Weekend Wine Guru
By the time you read this, it will be over. I will have either successfully or unsuccessfully shouldered the burden of selecting wine at a fine Italian restaurant - solo. I almost never dine out with just girlfriends, so the prospect of doing it in another city is cause for celebration indeed. No kids, just girls, free to spend long, lazy 10 hour stretches sifting through racks and racks and racks of gauzy, overpriced chiffon blouses. But then I'm also anointed "Weekend Wine Guru," by default. Sure I'd traveled alone before having kids, usually to medical meetings, where I'd breezily take charge with drink. But back then, I was a myopic California cab-aholic, reducing the expansive global world of wine to 10 or 12 well-known, "big name" producers. In some way, things were easier then, even if I drank massive, mouth-puckering tannic behemoths with delicate, lemon-laced turbot. Now less callow, I actually cringe at the gaping chasm between my enological enthusiasm and my actual knowledge and fledgling palate. Best option: ask the sommelier. I know firsthand that A16's wine team is terrific; guiding newbies through a challenging and overwhelmingly, expansive Italian wine list is what they do best. That said, some general parameters still require calculation. I'd like to be democratic and polite, inquiring of my dining companion, "Red or white?" But instead I'll narrow the field by 50% by opting for red, which is my preference (plus I know my pal doesn't actually care). Then we'll negotiate details. The first challenge is price range. Since I plan to foot the bill, this should be my choice, right? Wrong. The cost of wine is a dicey subject, since it twists and writhes at the core of our wine consciousness and informs every sip of that 750 ml's. Do you approach a $350 and a $35 bottle of wine the very same way? Where is your comfort level? Can you still have fun knowing every sip is costing you $25 a gulp? Or does extreme indulgence and financial gluttony amplify your Bacchanal pleasure? On the other hand, nothing says class and style better than a box of Franzia. What if my dining companion (incorrectly) fears she can't "appreciate" an ultra-luxe drink? Then she won't indulge heartily, and where's the fun?? The moral: monitor and accept your personal wine finance barometer but indulge your companion's.
Next step: take your partner through a series of simple, straightforward questions. "Big or small?" is a solid start. Wine, of course, stretches from quaffable, easygoing bottles of fruit-packed giggles like Beaujolais Nouveau to inky, thick, chewy, tannic Australian monsters. To your surprise, your answer may not even delimit or exclude a particular varietal, since some merlots taste thin and soft while occasional pinots play to masquerade as syrah. Descriptors like "big and fat," "light," "soft," "dense," or "smooth" do more for a sommelier than a broad sentiment like "find me a cab." Basic adjectives work especially well for more expansive or esoteric wine regions that export fun, interesting and downright weird grape varieties we've never even heard of before.

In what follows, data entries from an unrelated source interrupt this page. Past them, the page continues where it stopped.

use anyhow::Context;
use std::env;
use std::time::Duration;
use tokio::net::TcpListener;
use tracing::{error, info, warn};

use research_pipeline::{
    app::{build_router, ComponentRegistry},
    config::Config,
};

/// Perform a health check against the local HTTP server.
/// Returns exit code 0 on success, 1 on failure.
fn run_healthcheck() -> i32 {
    let port = env::var("PORT").unwrap_or_else(|_| "9005".to_string());
    let url = format!("http://127.0.0.1:{}/health/live", port);

    let client = reqwest::blocking::Client::builder()
        .timeout(Duration::from_secs(5))
        .build();

    let client = match client {
        Ok(c) => c,
        Err(e) => {
            eprintln!("healthcheck failed: failed to create client: {}", e);
            return 1;
        }
    };

    match client.get(&url).send() {
        Ok(resp) if resp.status().is_success() => 0,
        Ok(resp) => {
            eprintln!("healthcheck failed: status {}", resp.status());
            1
        }
        Err(e) => {
            eprintln!("healthcheck failed: {}", e);
            1
        }
    }
}

#[tokio::main]
async fn main() -> anyhow::Result<()> {
    // Handle healthcheck subcommand
    let args: Vec<String> = env::args().collect();
    if args.len() > 1 && args[1] == "healthcheck" {
        std::process::exit(run_healthcheck());
    }
    std::panic::set_hook(Box::new(|panic_info| {
        let thread = std::thread::current();
        let thread_name = thread.name().unwrap_or("unnamed");
        let message = panic_info
            .payload()
            .downcast_ref::<&str>()
            .copied()
            .or_else(|| {
                panic_info
                    .payload()
                    .downcast_ref::<String>()
                    .map(|s| s.as_str())
            })
            .unwrap_or("unknown panic payload");

        if let Some(location) = panic_info.location() {
            error!(
                thread = thread_name,
                file = location.file(),
                line = location.line(),
                column = location.column(),
                message,
                "panic occurred"
            );
        } else {
            error!(
                thread = thread_name,
                message, "panic occurred without location information"
            );
        }
    }));

    // Tracing initialization is handled by Telemetry::new()
    let config = Config::from_env().context("failed to load configuration")?;
    let bind_addr = config.http_bind();
    let registry = ComponentRegistry::build(config)
        .await
        .context("failed to build component registry")?;
    let router = build_router(registry);

    let listener = TcpListener::bind(bind_addr)
        .await
        .with_context(|| format!("failed to bind listener on {bind_addr}"))?;

    info!(%bind_addr, "listening");

    if let Err(error) = axum::serve(listener, router).await {
        warn!(error = %error, "server exited with error");
    }

    Ok(())
}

Once size is settled, go with "fruity or not?" and "dark fruit or light?" A colored coated fruit palette arches across cherry, cranberry, strawberry, raspberry to blueberry, blackberry, plum, and cassis then right past raisin, fig, jam, and prune straight through to chocolate, licorice, black pepper, and spice/clove (which I realize aren't "fruit" per se). Some folks like jammy fruit-pie-in-your-face while others dig a mélange of confounding aromatics that dwarf the berries behind a haze of smoke, earth, mint or pepper. Lastly, when dealing with the Italians, I think asking oneself "rustic or not" is entirely appropriate. There is something evocative and romantic about a local, rough hewn wine that tastes cleanly of fruit, earth, and sun. Unpolished and even a little clunky, this is a dusty, unlabeled bottle that a local, white-haired farmer extricates from a trap door in the basement, while explaining enology is just a hobby, and that this is a wine a he crafts for pleasure and family alone. It elevates simply prepared, fresh cut pasta to magic. These quirky Italian gems are the olfactory opposites of the gleaming, polished, streamlined perfection of Italy's finest super Tuscans, Brunellos, and contemporary Barolos. These premium superstars are like sleek Ferraris, macho and smooth, nuanced to indulge an exclusive international palate, and I love those babies, too. Frankly I value my signed, unlabeled bottle of 1999 Siro Pacenti Brunello di Montalcino above two of my three children.
And so begins the courtship with the sommelier. Give and take, and talk, talk, talk. "Show me a medium-bodied $45-75 bottle of Italian red wine with forward fruit balanced by some earth, something a bit more refined and smooth, fairly mild tannins, and good acidity for food. Oh, and sommelier, please make it a wine I've never tasted before."